### RECORDS TO PROCESS

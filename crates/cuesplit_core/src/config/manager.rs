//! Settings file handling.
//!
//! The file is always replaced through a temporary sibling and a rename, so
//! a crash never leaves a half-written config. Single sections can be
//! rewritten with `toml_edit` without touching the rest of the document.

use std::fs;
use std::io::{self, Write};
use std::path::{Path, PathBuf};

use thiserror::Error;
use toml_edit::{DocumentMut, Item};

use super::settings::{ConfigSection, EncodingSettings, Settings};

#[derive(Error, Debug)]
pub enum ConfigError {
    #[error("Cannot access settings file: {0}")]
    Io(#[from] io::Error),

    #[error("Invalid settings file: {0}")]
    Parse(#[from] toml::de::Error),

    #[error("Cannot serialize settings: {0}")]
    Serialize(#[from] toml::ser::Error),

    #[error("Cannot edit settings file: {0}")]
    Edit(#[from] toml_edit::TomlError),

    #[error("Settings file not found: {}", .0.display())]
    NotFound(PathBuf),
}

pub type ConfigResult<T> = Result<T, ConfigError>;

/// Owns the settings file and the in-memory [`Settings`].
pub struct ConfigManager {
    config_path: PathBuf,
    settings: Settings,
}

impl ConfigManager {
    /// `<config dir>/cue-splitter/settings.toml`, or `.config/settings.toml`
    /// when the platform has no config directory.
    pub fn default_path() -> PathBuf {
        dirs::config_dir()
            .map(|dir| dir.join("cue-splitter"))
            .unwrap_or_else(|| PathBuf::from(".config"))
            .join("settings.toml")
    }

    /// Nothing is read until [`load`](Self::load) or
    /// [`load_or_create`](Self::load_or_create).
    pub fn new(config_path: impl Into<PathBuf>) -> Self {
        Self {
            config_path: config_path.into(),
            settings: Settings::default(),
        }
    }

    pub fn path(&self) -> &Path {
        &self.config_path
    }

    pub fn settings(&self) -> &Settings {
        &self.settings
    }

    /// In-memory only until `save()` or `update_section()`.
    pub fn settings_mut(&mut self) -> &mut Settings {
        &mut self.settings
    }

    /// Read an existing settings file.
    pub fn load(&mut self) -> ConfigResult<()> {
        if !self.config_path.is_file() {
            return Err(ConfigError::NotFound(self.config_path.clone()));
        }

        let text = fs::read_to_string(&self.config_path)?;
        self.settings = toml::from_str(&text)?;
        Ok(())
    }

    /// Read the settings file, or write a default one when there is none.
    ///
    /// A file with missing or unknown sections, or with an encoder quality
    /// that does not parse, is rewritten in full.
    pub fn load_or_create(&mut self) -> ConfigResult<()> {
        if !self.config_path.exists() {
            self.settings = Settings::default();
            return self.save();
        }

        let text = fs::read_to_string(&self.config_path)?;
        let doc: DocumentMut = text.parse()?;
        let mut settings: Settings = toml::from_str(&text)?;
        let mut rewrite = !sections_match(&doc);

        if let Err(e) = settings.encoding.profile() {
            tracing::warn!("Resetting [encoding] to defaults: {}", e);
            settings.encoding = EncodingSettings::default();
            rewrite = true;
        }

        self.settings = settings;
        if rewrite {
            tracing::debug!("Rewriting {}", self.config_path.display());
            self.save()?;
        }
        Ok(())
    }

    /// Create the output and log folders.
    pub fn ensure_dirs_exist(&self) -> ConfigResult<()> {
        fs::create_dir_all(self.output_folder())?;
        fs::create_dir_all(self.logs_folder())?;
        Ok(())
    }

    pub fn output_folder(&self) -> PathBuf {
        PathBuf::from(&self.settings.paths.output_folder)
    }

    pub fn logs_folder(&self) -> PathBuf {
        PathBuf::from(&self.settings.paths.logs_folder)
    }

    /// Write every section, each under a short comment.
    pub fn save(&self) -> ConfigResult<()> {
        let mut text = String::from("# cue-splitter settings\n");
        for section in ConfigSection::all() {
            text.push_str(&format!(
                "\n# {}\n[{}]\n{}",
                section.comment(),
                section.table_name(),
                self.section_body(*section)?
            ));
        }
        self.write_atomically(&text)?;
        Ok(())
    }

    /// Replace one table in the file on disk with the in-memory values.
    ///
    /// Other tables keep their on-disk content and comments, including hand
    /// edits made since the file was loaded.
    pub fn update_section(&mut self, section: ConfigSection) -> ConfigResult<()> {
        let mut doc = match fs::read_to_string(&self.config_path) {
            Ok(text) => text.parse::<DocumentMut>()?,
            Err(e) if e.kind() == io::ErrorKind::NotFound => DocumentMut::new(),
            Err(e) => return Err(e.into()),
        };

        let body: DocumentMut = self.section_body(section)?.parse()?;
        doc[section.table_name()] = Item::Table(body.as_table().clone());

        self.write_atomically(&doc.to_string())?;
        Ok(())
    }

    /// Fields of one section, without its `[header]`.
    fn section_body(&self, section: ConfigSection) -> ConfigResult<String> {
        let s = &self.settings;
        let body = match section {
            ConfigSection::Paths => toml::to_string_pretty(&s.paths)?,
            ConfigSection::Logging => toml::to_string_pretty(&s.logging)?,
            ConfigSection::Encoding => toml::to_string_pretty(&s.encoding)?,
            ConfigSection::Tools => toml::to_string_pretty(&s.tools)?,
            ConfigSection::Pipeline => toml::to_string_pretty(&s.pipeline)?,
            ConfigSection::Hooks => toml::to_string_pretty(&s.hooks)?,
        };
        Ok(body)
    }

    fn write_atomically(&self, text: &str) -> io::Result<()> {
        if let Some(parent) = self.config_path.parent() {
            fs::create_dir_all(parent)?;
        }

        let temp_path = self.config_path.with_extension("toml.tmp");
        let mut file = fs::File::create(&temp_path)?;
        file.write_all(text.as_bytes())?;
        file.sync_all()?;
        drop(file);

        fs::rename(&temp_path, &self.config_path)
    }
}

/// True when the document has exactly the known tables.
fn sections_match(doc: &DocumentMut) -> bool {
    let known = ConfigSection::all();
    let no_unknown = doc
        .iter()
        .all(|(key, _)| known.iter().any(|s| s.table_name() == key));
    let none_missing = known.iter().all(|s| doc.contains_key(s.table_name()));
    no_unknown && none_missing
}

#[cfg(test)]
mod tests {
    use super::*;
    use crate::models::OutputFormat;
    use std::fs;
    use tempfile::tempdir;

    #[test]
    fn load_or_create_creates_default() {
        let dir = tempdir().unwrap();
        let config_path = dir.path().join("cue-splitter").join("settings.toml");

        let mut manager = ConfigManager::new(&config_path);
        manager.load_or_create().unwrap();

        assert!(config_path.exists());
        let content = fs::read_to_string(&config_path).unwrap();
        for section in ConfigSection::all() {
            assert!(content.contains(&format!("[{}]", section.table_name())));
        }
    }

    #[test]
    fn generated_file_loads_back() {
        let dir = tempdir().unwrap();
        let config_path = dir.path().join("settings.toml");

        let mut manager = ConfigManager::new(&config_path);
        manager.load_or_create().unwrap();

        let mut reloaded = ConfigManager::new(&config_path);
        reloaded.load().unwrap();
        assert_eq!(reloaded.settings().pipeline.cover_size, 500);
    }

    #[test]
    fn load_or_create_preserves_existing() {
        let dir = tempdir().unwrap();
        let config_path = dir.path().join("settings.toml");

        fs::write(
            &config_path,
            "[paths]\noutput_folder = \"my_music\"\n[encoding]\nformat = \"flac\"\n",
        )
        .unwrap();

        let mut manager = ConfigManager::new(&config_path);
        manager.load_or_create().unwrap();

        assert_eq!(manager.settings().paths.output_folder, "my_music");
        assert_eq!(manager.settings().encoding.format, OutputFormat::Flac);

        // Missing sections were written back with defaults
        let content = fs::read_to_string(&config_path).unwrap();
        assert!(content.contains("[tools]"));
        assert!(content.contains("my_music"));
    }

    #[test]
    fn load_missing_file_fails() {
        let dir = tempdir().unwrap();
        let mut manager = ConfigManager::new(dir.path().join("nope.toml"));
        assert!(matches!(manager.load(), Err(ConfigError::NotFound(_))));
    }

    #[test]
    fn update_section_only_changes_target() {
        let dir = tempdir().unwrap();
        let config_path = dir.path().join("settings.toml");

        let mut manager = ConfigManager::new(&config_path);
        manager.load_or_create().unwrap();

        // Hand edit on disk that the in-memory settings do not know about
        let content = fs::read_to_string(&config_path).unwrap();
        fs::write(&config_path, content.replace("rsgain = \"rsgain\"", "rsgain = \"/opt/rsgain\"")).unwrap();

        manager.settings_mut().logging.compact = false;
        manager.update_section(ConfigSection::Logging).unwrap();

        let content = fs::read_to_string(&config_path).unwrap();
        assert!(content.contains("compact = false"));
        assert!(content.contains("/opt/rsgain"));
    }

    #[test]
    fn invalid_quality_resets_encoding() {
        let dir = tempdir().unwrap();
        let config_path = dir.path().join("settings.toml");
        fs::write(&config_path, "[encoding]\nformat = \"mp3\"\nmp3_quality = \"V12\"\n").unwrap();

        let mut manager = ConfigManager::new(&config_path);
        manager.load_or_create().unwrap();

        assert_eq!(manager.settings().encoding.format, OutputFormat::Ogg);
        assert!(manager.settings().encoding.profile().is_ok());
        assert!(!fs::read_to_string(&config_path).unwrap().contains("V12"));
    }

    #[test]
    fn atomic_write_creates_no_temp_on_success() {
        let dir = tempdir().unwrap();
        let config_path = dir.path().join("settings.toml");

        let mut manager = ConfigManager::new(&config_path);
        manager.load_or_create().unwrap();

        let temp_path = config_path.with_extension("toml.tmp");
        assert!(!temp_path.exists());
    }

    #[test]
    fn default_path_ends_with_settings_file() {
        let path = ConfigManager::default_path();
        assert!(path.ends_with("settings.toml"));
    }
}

--

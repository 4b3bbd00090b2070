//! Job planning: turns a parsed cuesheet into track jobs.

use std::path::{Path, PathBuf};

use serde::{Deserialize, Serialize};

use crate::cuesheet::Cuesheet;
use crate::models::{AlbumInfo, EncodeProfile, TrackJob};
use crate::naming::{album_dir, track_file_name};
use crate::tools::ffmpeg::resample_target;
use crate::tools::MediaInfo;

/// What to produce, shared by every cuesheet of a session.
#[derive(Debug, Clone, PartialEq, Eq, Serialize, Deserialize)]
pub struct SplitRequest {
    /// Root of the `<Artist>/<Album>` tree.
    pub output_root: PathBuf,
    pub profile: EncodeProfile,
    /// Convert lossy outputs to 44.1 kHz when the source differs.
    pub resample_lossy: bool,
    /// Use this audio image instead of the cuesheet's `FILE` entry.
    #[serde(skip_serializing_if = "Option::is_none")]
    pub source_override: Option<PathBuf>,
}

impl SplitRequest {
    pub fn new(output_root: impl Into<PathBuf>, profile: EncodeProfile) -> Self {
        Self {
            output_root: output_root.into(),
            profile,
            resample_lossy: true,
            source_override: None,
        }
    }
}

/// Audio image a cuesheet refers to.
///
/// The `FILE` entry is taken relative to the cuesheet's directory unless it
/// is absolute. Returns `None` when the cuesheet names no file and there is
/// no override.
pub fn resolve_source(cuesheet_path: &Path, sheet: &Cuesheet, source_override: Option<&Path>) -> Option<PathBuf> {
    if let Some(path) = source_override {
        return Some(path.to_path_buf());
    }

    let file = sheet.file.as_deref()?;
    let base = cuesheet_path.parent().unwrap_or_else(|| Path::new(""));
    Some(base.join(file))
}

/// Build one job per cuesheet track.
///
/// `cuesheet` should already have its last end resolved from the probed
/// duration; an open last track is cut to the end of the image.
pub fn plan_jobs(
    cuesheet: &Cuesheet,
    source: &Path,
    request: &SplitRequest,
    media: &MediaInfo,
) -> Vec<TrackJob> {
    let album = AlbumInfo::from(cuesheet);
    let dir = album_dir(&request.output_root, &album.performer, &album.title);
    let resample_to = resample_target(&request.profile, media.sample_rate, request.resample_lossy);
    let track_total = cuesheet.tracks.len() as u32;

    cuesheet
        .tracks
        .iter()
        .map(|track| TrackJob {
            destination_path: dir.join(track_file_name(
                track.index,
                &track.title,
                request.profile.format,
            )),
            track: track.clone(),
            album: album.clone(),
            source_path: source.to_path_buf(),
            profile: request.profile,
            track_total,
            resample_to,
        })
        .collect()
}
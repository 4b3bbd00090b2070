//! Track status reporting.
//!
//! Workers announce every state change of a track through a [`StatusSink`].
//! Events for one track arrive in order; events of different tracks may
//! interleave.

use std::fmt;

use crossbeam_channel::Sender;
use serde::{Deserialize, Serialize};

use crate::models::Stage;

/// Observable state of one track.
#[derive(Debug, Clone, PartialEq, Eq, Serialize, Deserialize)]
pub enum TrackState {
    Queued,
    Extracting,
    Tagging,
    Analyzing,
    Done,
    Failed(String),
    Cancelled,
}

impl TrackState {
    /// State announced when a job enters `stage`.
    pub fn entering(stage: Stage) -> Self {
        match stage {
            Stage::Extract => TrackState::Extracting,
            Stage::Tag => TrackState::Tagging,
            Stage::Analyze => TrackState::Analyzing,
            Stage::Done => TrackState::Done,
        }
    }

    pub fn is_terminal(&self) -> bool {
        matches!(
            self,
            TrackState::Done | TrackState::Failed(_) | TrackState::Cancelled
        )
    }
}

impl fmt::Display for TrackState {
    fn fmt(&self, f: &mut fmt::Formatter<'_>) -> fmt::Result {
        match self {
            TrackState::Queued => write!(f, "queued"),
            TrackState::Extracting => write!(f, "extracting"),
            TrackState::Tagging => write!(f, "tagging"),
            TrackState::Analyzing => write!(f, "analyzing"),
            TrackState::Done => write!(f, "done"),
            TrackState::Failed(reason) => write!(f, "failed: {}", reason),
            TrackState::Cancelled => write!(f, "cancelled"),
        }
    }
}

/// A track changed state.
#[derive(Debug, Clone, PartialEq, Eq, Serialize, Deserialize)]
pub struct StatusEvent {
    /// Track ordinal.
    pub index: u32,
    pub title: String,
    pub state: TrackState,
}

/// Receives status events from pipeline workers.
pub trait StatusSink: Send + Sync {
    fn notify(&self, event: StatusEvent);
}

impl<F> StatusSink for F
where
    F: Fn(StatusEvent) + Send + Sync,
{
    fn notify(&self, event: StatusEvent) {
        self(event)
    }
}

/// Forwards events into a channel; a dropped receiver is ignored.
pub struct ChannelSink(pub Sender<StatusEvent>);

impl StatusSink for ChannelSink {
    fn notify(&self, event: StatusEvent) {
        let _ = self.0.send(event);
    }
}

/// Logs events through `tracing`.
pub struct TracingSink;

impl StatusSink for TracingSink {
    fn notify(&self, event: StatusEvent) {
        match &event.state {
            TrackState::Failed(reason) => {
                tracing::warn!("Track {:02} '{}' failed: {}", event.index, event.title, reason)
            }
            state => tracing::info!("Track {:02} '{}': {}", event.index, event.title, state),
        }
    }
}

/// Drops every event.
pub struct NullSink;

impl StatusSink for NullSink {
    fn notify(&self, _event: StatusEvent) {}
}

### PROBLEM
Give only the number of lines in the entries above that hold the string "TrackJob".

### COMPLETED EXERCISE
3